Fear, Death, and Control
Uncertainty and Authority
Consumer Culture and Identity
Plots and History
Summary
Analysis
Jack goes to the airport in Iron City to pick up his daughter Bee, who is visiting for Christmas. Instead of finding her there when he arrives, though, he finds her mother, Tweedy Browner, who tells him that Bee has been in Indonesia with her jungle operative stepfather, Malcolm Hunt. Tweedy has come to say hello to her daughter before leaving for Boston to attend to some family business. Killing time before Bee’s arrival, the ex-lovers talk about their current relationships, Tweedy expressing that Malcolm’s work as an undercover operative makes it difficult to feel she truly knows him, a problem she’s hoping Bee will illuminate by passing along new information about her stepfather.
Once again, the leftover pieces of personal history find their way into Jack’s present.

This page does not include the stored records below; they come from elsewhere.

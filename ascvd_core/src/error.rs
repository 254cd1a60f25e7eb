//! Error types for the ascvd_core library.

use std::io;

/// Result type alias using our Error type
pub type Result<T> = std::result::Result<T, Error>;

/// Core error type for ascvd_core operations
///
/// The estimators themselves never return this type: out-of-range ages and
/// unusable measurements come back as `None`. Errors are raised at the edges,
/// when raw input is parsed or validated, and by the file-based helpers.
#[derive(Debug, thiserror::Error)]
pub enum Error {
    /// IO error occurred
    #[error("IO error: {0}")]
    Io(#[from] io::Error),

    /// JSON serialization/deserialization error
    #[error("JSON error: {0}")]
    Json(#[from] serde_json::Error),

    /// CSV error
    #[error("CSV error: {0}")]
    Csv(#[from] csv::Error),

    /// TOML parsing error
    #[error("TOML error: {0}")]
    Toml(#[from] toml::de::Error),

    /// Configuration validation error
    #[error("Configuration error: {0}")]
    Config(String),

    /// A clinical input that cannot be scored
    #[error("Invalid input for '{field}': {reason}")]
    InvalidInput { field: &'static str, reason: String },
}

impl Error {
    pub(crate) fn invalid(field: &'static str, reason: impl Into<String>) -> Self {
        Error::InvalidInput {
            field,
            reason: reason.into(),
        }
    }
}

Tweedy’s uncertainty about Malcolm also reinforces the idea that identity is often an unstable concept, a notion that is perhaps troubling to Jack, who spends so much time and energy crafting his professional persona.
Active
Themes
Before Bee’s plane lands, a number of passengers from another flight arrive looking haggard and disturbed. When Jack asks what happened, one of the passengers tells him that the plane’s engines failed, resulting in a sudden altitude drop of 22,000 feet. The pilot spoke over the loudspeakers and told everybody that they were falling out of the sky, which provoked mass hysteria throughout the entire cabin. Eventually, though, a flight crew regained control of the situation by spreading the false news that they would be “crash landing.” Jack notes that the addition of the word “landing” added an element of procedure and control to the otherwise rampant chaos. Then, miraculously, the engines restarted.
Although the flight crew’s addition of the word “landing” is merely a semantic difference, it suggests a level of control over an otherwise chaotic deathly situation. This is exactly the sort of linguistic manipulation Jack searches for in his own struggle to conceptualize death. His long intellectual conversations with Murray, for example, all seek to find the right words—the right theories—that will calm his fears and give him a sense of agency in life.